Tuesday, June 29, 2010

A Lifetime Wish

In pediatrics, there's often discussion of how a doctor is not only treating the child, but that you're also guiding the parents in making healthy decisions in regards to their child.

That's something I want, over all things. I want, more than anything in this world, for my child's own pediatrician to guide me through milestones, through diaper rashes, and through the frustrations of temper tantrums.

I want to be able to bandage the knees of my child and to have the magic kiss that takes all the pain away. I want to show a child love like he's never seen before. I long for my arms to be a safehaven for his tears and my heart a safety net for his fears.

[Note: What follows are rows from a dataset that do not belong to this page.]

use once_cell::sync::Lazy;
use serde::{Deserialize, Serialize};
use std::env;
use thiserror::Error;

#[derive(Debug, Clone, Serialize, Deserialize)]
pub struct AppConfig {
    pub environment: Environment,
    pub database: DatabaseConfig,
    pub api: ApiConfig,
    pub security: SecurityConfig,
}

#[derive(Debug, Clone, Copy, PartialEq, Eq, Serialize, Deserialize)]
pub enum Environment {
    Development,
    Staging,
    Production,
}

/// Which `Store` implementation backs the service
#[derive(Debug, Clone, Copy, PartialEq, Eq, Serialize, Deserialize)]
pub enum StoreBackend {
    Postgres,
    Memory,
}

impl std::str::FromStr for StoreBackend {
    type Err = ConfigError;

    fn from_str(s: &str) -> Result<Self, Self::Err> {
        match s.trim().to_ascii_lowercase().as_str() {
            "postgres" | "pg" => Ok(StoreBackend::Postgres),
            "memory" | "mem" => Ok(StoreBackend::Memory),
            other => Err(ConfigError::UnknownBackend(other.to_string())),
        }
    }
}

#[derive(Debug, Clone, Serialize, Deserialize)]
pub struct DatabaseConfig {
    pub backend: StoreBackend,
    pub url: Option<String>,
    pub max_connections: u32,
    /// Seconds to wait for a pooled connection
    pub connection_timeout: u64,
}

#[derive(Debug, Clone, Serialize, Deserialize)]
pub struct ApiConfig {
    pub port: u16,
    pub enable_request_logging: bool,
    pub max_request_size_bytes: usize,
}

#[derive(Debug, Clone, Serialize, Deserialize)]
pub struct SecurityConfig {
    #[serde(skip_serializing)]
    pub jwt_secret: String,
    pub jwt_expiry_hours: u64,
    pub bcrypt_cost: u32,
}

#[derive(Debug, Error, PartialEq, Eq)]
pub enum ConfigError {
    #[error("JWT_SECRET must be set to a non-empty value")]
    MissingJwtSecret,

    #[error("bcrypt cost {0} is outside the supported range 4..=31")]
    InvalidBcryptCost(u32),

    #[error("unknown store backend '{0}', expected 'postgres' or 'memory'")]
    UnknownBackend(String),

    #[error("DATABASE_URL is required for the postgres store backend")]
    MissingDatabaseUrl,
}

impl AppConfig {
    pub fn from_env() -> Self {
        let environment = match env::var("APP_ENV").as_deref() {
            Ok("production") | Ok("prod") => Environment::Production,
            Ok("staging") | Ok("stage") => Environment::Staging,
            _ => Environment::Development,
        };

        // Set defaults based on environment, then override with specific env vars
        match environment {
            Environment::Production => Self::production(),
            Environment::Staging => Self::staging(),
            Environment::Development => Self::development(),
        }
        .with_env_overrides()
    }

    fn with_env_overrides(mut self) -> Self {
        // Database overrides
        if let Ok(v) = env::var("STORE_BACKEND") {
            self.database.backend = v.parse().unwrap_or(self.database.backend);
        }
        if let Ok(v) = env::var("DATABASE_URL") {
            self.database.url = Some(v);
        }
        if let Ok(v) = env::var("DATABASE_MAX_CONNECTIONS") {
            self.database.max_connections = v.parse().unwrap_or(self.database.max_connections);
        }
        if let Ok(v) = env::var("DATABASE_CONNECTION_TIMEOUT") {
            self.database.connection_timeout = v.parse().unwrap_or(self.database.connection_timeout);
        }

        // API overrides
        if let Ok(v) = env::var("API_PORT").or_else(|_| env::var("PORT")) {
            self.api.port = v.parse().unwrap_or(self.api.port);
        }
        if let Ok(v) = env::var("API_ENABLE_REQUEST_LOGGING") {
            self.api.enable_request_logging = v.parse().unwrap_or(self.api.enable_request_logging);
        }
        if let Ok(v) = env::var("API_MAX_REQUEST_SIZE_BYTES") {
            self.api.max_request_size_bytes = v.parse().unwrap_or(self.api.max_request_size_bytes);
        }

        // Security overrides
        if let Ok(v) = env::var("JWT_SECRET") {
            self.security.jwt_secret = v;
        }
        if let Ok(v) = env::var("SECURITY_JWT_EXPIRY_HOURS").or_else(|_| env::var("JWT_LIFETIME_HOURS")) {
            self.security.jwt_expiry_hours = v.parse().unwrap_or(self.security.jwt_expiry_hours);
        }
        if let Ok(v) = env::var("SECURITY_BCRYPT_COST") {
            self.security.bcrypt_cost = v.parse().unwrap_or(self.security.bcrypt_cost);
        }

        self
    }

    /// Reject settings the service cannot start with.
    pub fn validate(&self) -> Result<(), ConfigError> {
        if self.security.jwt_secret.trim().is_empty() {
            return Err(ConfigError::MissingJwtSecret);
        }
        if !(4..=31).contains(&self.security.bcrypt_cost) {
            return Err(ConfigError::InvalidBcryptCost(self.security.bcrypt_cost));
        }
        if self.database.backend == StoreBackend::Postgres && self.database.url.is_none() {
            return Err(ConfigError::MissingDatabaseUrl);
        }
        Ok(())
    }

    pub fn development() -> Self {
        Self {
            environment: Environment::Development,
            database: DatabaseConfig {
                backend: StoreBackend::Postgres,
                url: None,
                max_connections: 10,
                connection_timeout: 30,
            },
            api: ApiConfig {
                port: 3000,
                enable_request_logging: true,
                max_request_size_bytes: 1024 * 1024, // 1MB
            },
            security: SecurityConfig {
                jwt_secret: String::new(),
                jwt_expiry_hours: 24 * 30, // 30 days
                bcrypt_cost: 10,
            },
        }
    }

    fn staging() -> Self {
        Self {
            environment: Environment::Staging,
            database: DatabaseConfig {
                backend: StoreBackend::Postgres,
                url: None,
                max_connections: 20,
                connection_timeout: 10,
            },
            api: ApiConfig {
                port: 3000,
                enable_request_logging: true,
                max_request_size_bytes: 256 * 1024,
            },
            security: SecurityConfig {
                jwt_secret: String::new(),
                jwt_expiry_hours: 24,
                bcrypt_cost: 10,
            },
        }
    }

    fn production() -> Self {
        Self {
            environment: Environment::Production,
            database: DatabaseConfig {
                backend: StoreBackend::Postgres,
                url: None,
                max_connections: 50,
                connection_timeout: 5,
            },
            api: ApiConfig {
                port: 3000,
                enable_request_logging: false,
                max_request_size_bytes: 64 * 1024,
            },
            security: SecurityConfig {
                jwt_secret: String::new(),
                jwt_expiry_hours: 4,
                bcrypt_cost: 12,
            },
        }
    }
}

// Global singleton config - initialized once at startup
pub static CONFIG: Lazy<AppConfig> = Lazy::new(AppConfig::from_env);

// Convenience function for accessing config
pub fn config() -> &'static AppConfig {
    &CONFIG
}

#[cfg(test)]
mod tests {
    use super::*;

    #[test]
    fn test_default_development_config() {
        let config = AppConfig::development();
        assert_eq!(config.database.backend, StoreBackend::Postgres);
        assert_eq!(config.security.bcrypt_cost, 10);
        assert!(config.api.enable_request_logging);
    }

    #[test]
    fn test_default_production_config() {
        let config = AppConfig::production();
        assert_eq!(config.security.jwt_expiry_hours, 4);
        assert!(config.security.bcrypt_cost > AppConfig::development().security.bcrypt_cost);
        assert!(!config.api.enable_request_logging);
    }

    #[test]
    fn validate_requires_secret() {
        let mut config = AppConfig::development();
        config.database.backend = StoreBackend::Memory;
        assert_eq!(config.validate(), Err(ConfigError::MissingJwtSecret));

        config.security.jwt_secret = "s3cret".to_string();
        assert_eq!(config.validate(), Ok(()));
    }

    #[test]
    fn validate_checks_bcrypt_cost_and_database_url() {
        let mut config = AppConfig::development();
        config.security.jwt_secret = "s3cret".to_string();
        assert_eq!(config.validate(), Err(ConfigError::MissingDatabaseUrl));

        config.database.url = Some("postgres://localhost/jobs".to_string());
        config.security.bcrypt_cost = 3;
        assert_eq!(config.validate(), Err(ConfigError::InvalidBcryptCost(3)));
    }

    #[test]
    fn parses_store_backend() {
        assert_eq!("memory".parse::<StoreBackend>(), Ok(StoreBackend::Memory));
        assert_eq!(" Postgres ".parse::<StoreBackend>(), Ok(StoreBackend::Postgres));
        assert!("mongo".parse::<StoreBackend>().is_err());
    }
}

I constantly think about my situation, however. I understand that fertility isn't an issue associated with cerebral palsy, and for that, I'm immensely grateful. However, I worry. I worry about being pregnant from a physical standpoint. Bedrest for 3 months? I'll take it. All that matters is that I'm bringing a precious soul and a precious life into the world, and for that, I'll do nearly anything.

My heart also is called to the throws of international adoption. Children who have so little and deserve so much need a breath of new life, new hope, new joy, and new love. And really, adoption follows a similar process to childbirth in that it allows parents to restore hope in the life of a child, and in my opinion, that's the greatest privilege anyone could be given.

It is blogs and Youtube videos like Steve and Kate's that make me understand what undying love for a child looks like. It's Dr. Smith's photos of his granddaughter, and it's my own memories of my mother in my childhood.

The only thing that I want more than marriage and to become a doctor is to be a mother. To be a mother of a young child who will learn, grow, and love in the tight grasp of my hug. My heart is heavy, but I'm certain. My lifetime wish will come true.


  1. Great post! I'm sure you will make a fantastic mother and doctor!

  2. It's good to think of adding hope, rather than subtracting despair.